For the word "Idle", find each line in the entries where it occurs and copy that line.

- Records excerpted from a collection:
# # # # # # #

// This Source Code Form is subject to the terms of the Mozilla Public
// License, v. 2.0. If a copy of the MPL was not distributed with this
// file, You can obtain one at https://mozilla.org/MPL/2.0/.

//! Moving a VM between hosts by sending a bundle.
//!
//! A migration walks a fixed sequence of phases: the source is stopped and
//! exported, the bundle is handed to a [`Transport`], the destination imports
//! it and (if the source had been running) boots it, and then the
//! destination is polled until it settles. The source VM is left stopped on
//! its host in every outcome; deleting it is up to the caller.

use std::future::Future;

use bytes::Bytes;
use serde_json::Value;
use slog::{error, info, o, warn, Logger};
use tokio::sync::watch;
use tokio::time::Instant;
use uuid::Uuid;
use vmadm_api_types::{
    FieldMismatch, MigrationResult, MigrationState, MigrationStatus, VmRecord,
    VmState,
};
use vmadm_config::Config;

use crate::bundle::{self, Bundle};
use crate::error::Error;
use crate::host::{
    parse_quota_token, HostServices, Interface, Observed, Transport,
};
use crate::store::{IdLocks, VmStore};

pub mod equivalence;
pub mod settle;

use settle::settle;

#[usdt::provider(provider = "vmadm")]
mod probes {
    fn migrate_phase_begin(step_desc: &str) {}
    fn migrate_phase_end(step_desc: &str) {}
}

pub type MigrationStatusRx = watch::Receiver<MigrationStatus>;

/// The stores and host collaborators of one side of a migration.
#[derive(Clone, Copy)]
pub struct Endpoint<'a> {
    pub store: &'a VmStore,
    pub locks: &'a IdLocks,
    pub host: &'a HostServices,
}

#[derive(Debug, PartialEq, Eq)]
enum MigratePhase {
    Export,
    Transfer,
    Import,
    Settle,
}

impl std::fmt::Display for MigratePhase {
    fn fmt(&self, f: &mut std::fmt::Formatter<'_>) -> std::fmt::Result {
        let s = match self {
            MigratePhase::Export => "Export",
            MigratePhase::Transfer => "Transfer",
            MigratePhase::Import => "Import",
            MigratePhase::Settle => "Settle",
        };

        write!(f, "{s}")
    }
}

async fn run_phase<T>(
    step: MigratePhase,
    fut: impl Future<Output = Result<T, Error>>,
) -> Result<T, Error> {
    probes::migrate_phase_begin!(|| { step.to_string() });
    let res = fut.await;
    probes::migrate_phase_end!(|| { step.to_string() });
    res
}

struct StatePublisher {
    tx: watch::Sender<MigrationStatus>,
    log: Logger,
}

impl StatePublisher {
    fn new(log: &Logger, id: Uuid, vm: Uuid) -> (Self, MigrationStatusRx) {
        let (tx, rx) = watch::channel(MigrationStatus {
            id,
            vm,
            state: MigrationState::Idle,
            gen: 1,
        });
        (Self { tx, log: log.clone() }, rx)
    }

    fn publish(&mut self, state: MigrationState) {
        let MigrationStatus { id, vm, state: old, gen: old_gen } =
            self.tx.borrow().clone();
        if old.is_terminal() || state <= old {
            warn!(self.log, "ignoring backwards migration state";
                "from" => %old, "to" => %state);
            return;
        }

        let gen = old_gen + 1;
        info!(self.log, "publishing new migration state";
            "gen" => gen,
            "state" => %state);

        // Nobody may be watching; the status is still recorded in the
        // result.
        let _ = self.tx.send(MigrationStatus { id, vm, state, gen });
    }
}

/// One attempt to move a VM between hosts.
pub struct Migration {
    id: Uuid,
    vm: Uuid,
    log: Logger,
    publisher: StatePublisher,
    phases: Vec<MigrationState>,
}

impl Migration {
    /// Prepares to migrate `vm`. The receiver sees every phase change as it
    /// is published.
    pub fn new(log: &Logger, vm: Uuid) -> (Self, MigrationStatusRx) {
        let id = Uuid::new_v4();
        let log = log.new(o!(
            "component" => "migrate",
            "migration_id" => id.to_string(),
            "vm" => vm.to_string()
        ));
        let (publisher, rx) = StatePublisher::new(&log, id, vm);
        let migration = Self {
            id,
            vm,
            log,
            publisher,
            phases: vec![MigrationState::Idle],
        };
        (migration, rx)
    }

    pub fn id(&self) -> Uuid {
        self.id
    }

    fn update_state(&mut self, state: MigrationState) {
        self.publisher.publish(state);
        self.phases.push(state);
    }

    /// Runs the migration to completion.
    ///
    /// A destination that never settles fails the migration with
    /// [`Error::TimedOut`] but is not rolled back: the imported VM stays
    /// registered on the destination. Dropping the returned future abandons
    /// the migration at whatever point it had reached.
    pub async fn run(
        mut self,
        config: &Config,
        source: Endpoint<'_>,
        destination: Endpoint<'_>,
        transport: &dyn Transport,
        deadline: Option<Instant>,
    ) -> Result<MigrationResult, Error> {
        info!(self.log, "starting migration");
        let res = self
            .run_phases(config, source, destination, transport, deadline)
            .await;
        match res {
            Ok(result) => {
                self.update_state(MigrationState::Done);
                info!(self.log, "migration complete";
                    "final_state" => %result.final_state,
                    "mismatches" => result.mismatches.len());
                Ok(MigrationResult { phases: self.phases, ..result })
            }
            Err(e) => {
                error!(self.log, "migration failed"; "error" => %e);
                self.update_state(MigrationState::Failed);
                Err(e)
            }
        }
    }

    async fn run_phases(
        &mut self,
        config: &Config,
        source: Endpoint<'_>,
        destination: Endpoint<'_>,
        transport: &dyn Transport,
        deadline: Option<Instant>,
    ) -> Result<MigrationResult, Error> {
        let vm = self.vm;
        let log = self.log.clone();
        if std::ptr::eq(source.locks, destination.locks) {
            return Err(Error::Conflict {
                vm,
                reason: "source and destination are the same host".to_string(),
            });
        }

        // Keep updates off the source from the snapshot until its bundle has
        // been imported.
        let guard = source.locks.lock(vm).await;

        self.update_state(MigrationState::Exporting);
        let (snapshot, bytes) = run_phase(
            MigratePhase::Export,
            export_source(&log, config, source, vm, deadline),
        )
        .await?;

        let received = run_phase(MigratePhase::Transfer, async {
            transport
                .transfer(vm, bytes)
                .await
                .map_err(|e| Error::Transfer { vm, reason: e.to_string() })
        })
        .await?;
        self.update_state(MigrationState::Transferred);

        self.update_state(MigrationState::Importing);
        run_phase(
            MigratePhase::Import,
            import_destination(&log, destination, vm, received),
        )
        .await?;
        drop(guard);

        self.update_state(MigrationState::Settling);
        let observed = run_phase(
            MigratePhase::Settle,
            settle(
                &log,
                destination.host.state.as_ref(),
                vm,
                &config.settle,
                deadline,
            ),
        )
        .await?;

        let mut imported = destination
            .store
            .get(vm)
            .ok_or_else(|| Error::vm_not_found(vm))?
            .record;
        observed.apply_to(&mut imported);
        let mut mismatches = equivalence::compare(&snapshot, &imported)?;
        mismatches.extend(
            storage_quota_mismatch(destination.host, &snapshot).await?,
        );
        for m in &mismatches {
            warn!(log, "destination record differs from source";
                "field" => m.field());
        }

        Ok(MigrationResult {
            id: self.id,
            vm,
            final_state: observed.state,
            phases: Vec::new(),
            mismatches,
        })
    }
}

/// Brings the source to rest, stops it if it was running, and exports it.
/// Returns the record as it looked before the source was touched, along
/// with the encoded bundle.
async fn export_source(
    log: &Logger,
    config: &Config,
    source: Endpoint<'_>,
    vm: Uuid,
    deadline: Option<Instant>,
) -> Result<(VmRecord, Bytes), Error> {
    let mut snapshot =
        source.store.get(vm).ok_or_else(|| Error::vm_not_found(vm))?.record;
    let observed =
        settle(log, source.host.state.as_ref(), vm, &config.settle, deadline)
            .await?;
    observed.apply_to(&mut snapshot);

    let was_running = observed.state == VmState::Running;
    if was_running {
        info!(log, "halting source VM");
        source
            .host
            .zones
            .halt(vm)
            .await
            .map_err(|e| Error::external(Interface::Zone, vm, e))?;
        let Observed { state, .. } = settle(
            log,
            source.host.state.as_ref(),
            vm,
            &config.settle,
            deadline,
        )
        .await?;
        if state != VmState::Stopped {
            return Err(Error::Conflict {
                vm,
                reason: format!("source came to rest {state} after halt"),
            });
        }
    }

    let bytes = bundle::export(
        log,
        source.store,
        source.host,
        vm,
        was_running,
        config.bundle.extent_chunk_size,
    )
    .await?;
    Ok((snapshot, bytes))
}

/// Checks that the destination's storage enforces the quota the source
/// record asked for.
async fn storage_quota_mismatch(
    host: &HostServices,
    snapshot: &VmRecord,
) -> Result<Option<FieldMismatch>, Error> {
    let vm = snapshot.uuid;
    let token = host
        .quota
        .get_quota(vm)
        .await
        .map_err(|e| Error::external(Interface::Quota, vm, e))?;
    if parse_quota_token(&token) == Some(snapshot.quota) {
        return Ok(None);
    }
    Ok(Some(FieldMismatch::Differs {
        field: "quota".to_string(),
        before: Value::from(snapshot.quota),
        after: Value::from(token),
    }))
}

/// Imports the bundle on the destination and restores its run state, holding
/// the destination's lock on the VM throughout.
async fn import_destination(
    log: &Logger,
    destination: Endpoint<'_>,
    vm: Uuid,
    bytes: Bytes,
) -> Result<(), Error> {
    let carried = Bundle::decode(bytes.clone()).await?.vm();
    if carried != Some(vm) {
        return Err(Error::Decode(format!(
            "bundle carries VM {carried:?}, expected {vm}"
        )));
    }
    let _guard = destination.locks.lock(vm).await;

    let (_, was_running) =
        bundle::import(log, destination.store, destination.host, bytes).await?;
    if was_running {
        info!(log, "booting destination VM");
        destination
            .host
            .zones
            .boot(vm)
            .await
            .map_err(|e| Error::external(Interface::Zone, vm, e))?;
    }
    Ok(())
}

# # # # # # #

- SOLUTION FOR THIS TASK:
            state: MigrationState::Idle,
            phases: vec![MigrationState::Idle],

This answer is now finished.